Mechanistic Insights into Nanobody-Based Quenchbody Sensing via Structural Modeling and Molecular Simulations

Nanobody-based quenchbodies are powerful fluorescent sensors for detecting biomolecular targets. They rely on tryptophan residues in the antigen-binding site that can quench (darken) a fluorophore attached via a flexible linker; antigen binding displaces the fluorophore and increases the fluorescence. Quenchbodies targeting interleukin-6 (IL-6) exhibit variable fluorescence responses despite comparable antigen binding, prompting an investigation into the underlying mechanism. We combined data-driven structural prediction with molecular dynamics simulations and first benchmarked HelixFold3 against AlphaFold3 using nanobody–lysozyme complexes, finding that HelixFold3 provided more accurate models.

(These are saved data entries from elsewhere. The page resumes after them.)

use clap::Parser;
use serde::Deserialize;
use std::path::PathBuf;

#[derive(Parser, Debug)]
#[command(name = "chirp", about = "Social feed server")]
pub struct Cli {
    /// Path to config file
    #[arg(short, long)]
    pub config: Option<PathBuf>,

    /// Host to bind to
    #[arg(long)]
    pub host: Option<String>,

    /// Port to bind to
    #[arg(short, long)]
    pub port: Option<u16>,

    /// Path to data directory
    #[arg(long)]
    pub data_dir: Option<PathBuf>,
}

#[derive(Deserialize, Debug, Clone, Default)]
#[serde(default)]
pub struct Config {
    pub server: ServerConfig,
    pub database: DatabaseConfig,
    pub auth: AuthConfig,
    pub media: MediaConfig,
}

#[derive(Deserialize, Debug, Clone)]
#[serde(default)]
pub struct ServerConfig {
    pub host: String,
    pub port: u16,
    /// Allowed CORS origin; `*` mirrors the request origin.
    pub cors_origin: String,
}

#[derive(Deserialize, Debug, Clone, Default)]
#[serde(default)]
pub struct DatabaseConfig {
    pub path: Option<PathBuf>,
}

#[derive(Deserialize, Debug, Clone)]
#[serde(default)]
pub struct AuthConfig {
    pub access_token_secret: Option<String>,
    pub refresh_token_secret: Option<String>,
    pub access_token_minutes: i64,
    pub refresh_token_days: i64,
    pub bcrypt_cost: u32,
    pub secure_cookies: bool,
}

#[derive(Deserialize, Debug, Clone, Copy, PartialEq, Eq, Default)]
#[serde(rename_all = "lowercase")]
pub enum MediaBackend {
    #[default]
    Local,
    Http,
}

#[derive(Deserialize, Debug, Clone)]
#[serde(default)]
pub struct MediaConfig {
    pub backend: MediaBackend,
    /// Logical folder every upload is stored under.
    pub folder: String,
    /// Where multipart uploads are staged before being handed to the store.
    pub temp_dir: Option<PathBuf>,
    /// Root directory of the local backend.
    pub local_dir: Option<PathBuf>,
    /// Base of the URLs handed back to clients.
    pub public_base_url: String,
    /// Object-storage endpoint for the http backend.
    pub endpoint: Option<String>,
    pub api_key: Option<String>,
    pub max_upload_bytes: usize,
}

impl Default for ServerConfig {
    fn default() -> Self {
        Self {
            host: "0.0.0.0".to_string(),
            port: 5000,
            cors_origin: "*".to_string(),
        }
    }
}

impl Default for AuthConfig {
    fn default() -> Self {
        Self {
            access_token_secret: None,
            refresh_token_secret: None,
            access_token_minutes: 15,
            refresh_token_days: 7,
            bcrypt_cost: bcrypt::DEFAULT_COST,
            secure_cookies: true,
        }
    }
}

impl Default for MediaConfig {
    fn default() -> Self {
        Self {
            backend: MediaBackend::Local,
            folder: "chirp-media".to_string(),
            temp_dir: None,
            local_dir: None,
            public_base_url: "http://localhost:5000/media".to_string(),
            endpoint: None,
            api_key: None,
            max_upload_bytes: 10 * 1024 * 1024,
        }
    }
}

impl Config {
    pub fn load(cli: &Cli) -> anyhow::Result<Self> {
        let data_dir = Self::data_dir(cli);
        let config_path = cli
            .config
            .clone()
            .unwrap_or_else(|| data_dir.join("config.toml"));

        let mut config = if config_path.exists() {
            let content = std::fs::read_to_string(&config_path)?;
            toml::from_str(&content)?
        } else {
            Config::default()
        };

        config.apply_env(|key| std::env::var(key).ok())?;

        // CLI overrides
        if let Some(ref host) = cli.host {
            config.server.host = host.clone();
        }
        if let Some(port) = cli.port {
            config.server.port = port;
        }

        config.resolve_paths(&data_dir);
        config.fill_missing_secrets();

        Ok(config)
    }

    /// Apply `CHIRP_*` environment overrides through `lookup`.
    pub fn apply_env(&mut self, lookup: impl Fn(&str) -> Option<String>) -> anyhow::Result<()> {
        if let Some(path) = lookup("CHIRP_DATABASE_PATH") {
            self.database.path = Some(PathBuf::from(path));
        }
        if let Some(secret) = lookup("CHIRP_ACCESS_TOKEN_SECRET") {
            self.auth.access_token_secret = Some(secret);
        }
        if let Some(secret) = lookup("CHIRP_REFRESH_TOKEN_SECRET") {
            self.auth.refresh_token_secret = Some(secret);
        }
        if let Some(origin) = lookup("CHIRP_CORS_ORIGIN") {
            self.server.cors_origin = origin;
        }
        if let Some(port) = lookup("CHIRP_PORT") {
            self.server.port = port.parse()?;
        }
        if let Some(endpoint) = lookup("CHIRP_MEDIA_ENDPOINT") {
            self.media.endpoint = Some(endpoint);
        }
        if let Some(key) = lookup("CHIRP_MEDIA_API_KEY") {
            self.media.api_key = Some(key);
        }
        Ok(())
    }

    /// Resolve paths relative to the data dir
    pub fn resolve_paths(&mut self, data_dir: &std::path::Path) {
        if self.database.path.is_none() {
            self.database.path = Some(data_dir.join("chirp.db"));
        }
        if self.media.temp_dir.is_none() {
            self.media.temp_dir = Some(data_dir.join("temp"));
        }
        if self.media.local_dir.is_none() {
            self.media.local_dir = Some(data_dir.join("media"));
        }
    }

    fn fill_missing_secrets(&mut self) {
        if self.auth.access_token_secret.is_none() {
            tracing::warn!("No access token secret configured; generated one for this process");
            self.auth.access_token_secret = Some(crate::auth::tokens::generate_secret());
        }
        if self.auth.refresh_token_secret.is_none() {
            tracing::warn!("No refresh token secret configured; generated one for this process");
            self.auth.refresh_token_secret = Some(crate::auth::tokens::generate_secret());
        }
    }

    pub fn data_dir(cli: &Cli) -> PathBuf {
        cli.data_dir.clone().unwrap_or_else(|| {
            dirs::home_dir()
                .unwrap_or_else(|| PathBuf::from("."))
                .join(".chirp")
        })
    }

    pub fn db_path(&self) -> PathBuf {
        self.database
            .path
            .clone()
            .unwrap_or_else(|| PathBuf::from("chirp.db"))
    }

    pub fn media_temp_dir(&self) -> PathBuf {
        self.media
            .temp_dir
            .clone()
            .unwrap_or_else(|| std::env::temp_dir().join("chirp"))
    }

    pub fn media_local_dir(&self) -> PathBuf {
        self.media
            .local_dir
            .clone()
            .unwrap_or_else(|| PathBuf::from("media"))
    }

    pub fn access_secret(&self) -> &[u8] {
        self.auth
            .access_token_secret
            .as_deref()
            .unwrap_or_default()
            .as_bytes()
    }

    pub fn refresh_secret(&self) -> &[u8] {
        self.auth
            .refresh_token_secret
            .as_deref()
            .unwrap_or_default()
            .as_bytes()
    }
}

#[cfg(test)]
mod tests {
    use super::*;
    use std::collections::HashMap;

    fn cli(data_dir: &std::path::Path) -> Cli {
        Cli {
            config: None,
            host: None,
            port: None,
            data_dir: Some(data_dir.to_path_buf()),
        }
    }

    #[test]
    fn default_config_has_expected_values() {
        let config = Config::default();
        assert_eq!(config.server.host, "0.0.0.0");
        assert_eq!(config.server.port, 5000);
        assert_eq!(config.auth.access_token_minutes, 15);
        assert_eq!(config.auth.refresh_token_days, 7);
        assert!(config.auth.secure_cookies);
        assert_eq!(config.media.folder, "chirp-media");
        assert_eq!(config.media.backend, MediaBackend::Local);
        assert!(config.database.path.is_none());
    }

    #[test]
    fn data_dir_uses_cli_override() {
        let cli = cli(std::path::Path::new("/tmp/test-chirp"));
        assert_eq!(Config::data_dir(&cli), PathBuf::from("/tmp/test-chirp"));
    }

    #[test]
    fn load_with_no_config_file_uses_defaults() {
        let tmp = tempfile::tempdir().unwrap();
        let config = Config::load(&cli(tmp.path())).unwrap();
        assert_eq!(config.db_path(), tmp.path().join("chirp.db"));
        assert_eq!(config.media_temp_dir(), tmp.path().join("temp"));
        assert_eq!(config.media_local_dir(), tmp.path().join("media"));
        assert!(config.auth.access_token_secret.is_some());
        assert_ne!(
            config.auth.access_token_secret,
            config.auth.refresh_token_secret
        );
    }

    #[test]
    fn load_reads_toml_file() {
        let tmp = tempfile::tempdir().unwrap();
        let config_path = tmp.path().join("config.toml");
        std::fs::write(
            &config_path,
            r#"
[server]
port = 9000
cors_origin = "https://chirp.example"

[auth]
access_token_secret = "a"
refresh_token_secret = "r"
bcrypt_cost = 4

[media]
backend = "http"
endpoint = "https://objects.example/v1"
"#,
        )
        .unwrap();

        let mut cli = cli(tmp.path());
        cli.config = Some(config_path);
        let config = Config::load(&cli).unwrap();
        assert_eq!(config.server.port, 9000);
        assert_eq!(config.server.cors_origin, "https://chirp.example");
        assert_eq!(config.access_secret(), b"a");
        assert_eq!(config.auth.bcrypt_cost, 4);
        assert_eq!(config.media.backend, MediaBackend::Http);
    }

    #[test]
    fn env_overrides_apply() {
        let vars: HashMap<&str, &str> = [
            ("CHIRP_ACCESS_TOKEN_SECRET", "env-access"),
            ("CHIRP_PORT", "7070"),
            ("CHIRP_CORS_ORIGIN", "https://app.example"),
        ]
        .into_iter()
        .collect();
        let mut config = Config::default();
        config
            .apply_env(|k| vars.get(k).map(|v| v.to_string()))
            .unwrap();
        assert_eq!(config.access_secret(), b"env-access");
        assert_eq!(config.server.port, 7070);
        assert_eq!(config.server.cors_origin, "https://app.example");
    }

    #[test]
    fn bad_port_env_is_an_error() {
        let mut config = Config::default();
        assert!(config
            .apply_env(|k| (k == "CHIRP_PORT").then(|| "nope".to_string()))
            .is_err());
    }

    #[test]
    fn cli_overrides_beat_env_and_toml() {
        let tmp = tempfile::tempdir().unwrap();
        let mut cli = cli(tmp.path());
        cli.port = Some(4000);
        cli.host = Some("127.0.0.1".into());
        let config = Config::load(&cli).unwrap();
        assert_eq!(config.server.host, "127.0.0.1");
        assert_eq!(config.server.port, 4000);
    }
}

We then used HelixFold3 to predict the nanobody–IL-6 structures. Our analyses revealed that low and nonresponders retain solvent-exposed tryptophan residues upon antigen binding, enabling continued fluorophore quenching and reduced fluorescence. In contrast, good responders bury these tryptophan residues, limiting quenching and enhancing the signal. These results show that integrating data-driven structural prediction with molecular dynamics simulations can decode quenchbody mechanisms and guide the rational design of improved biosensors.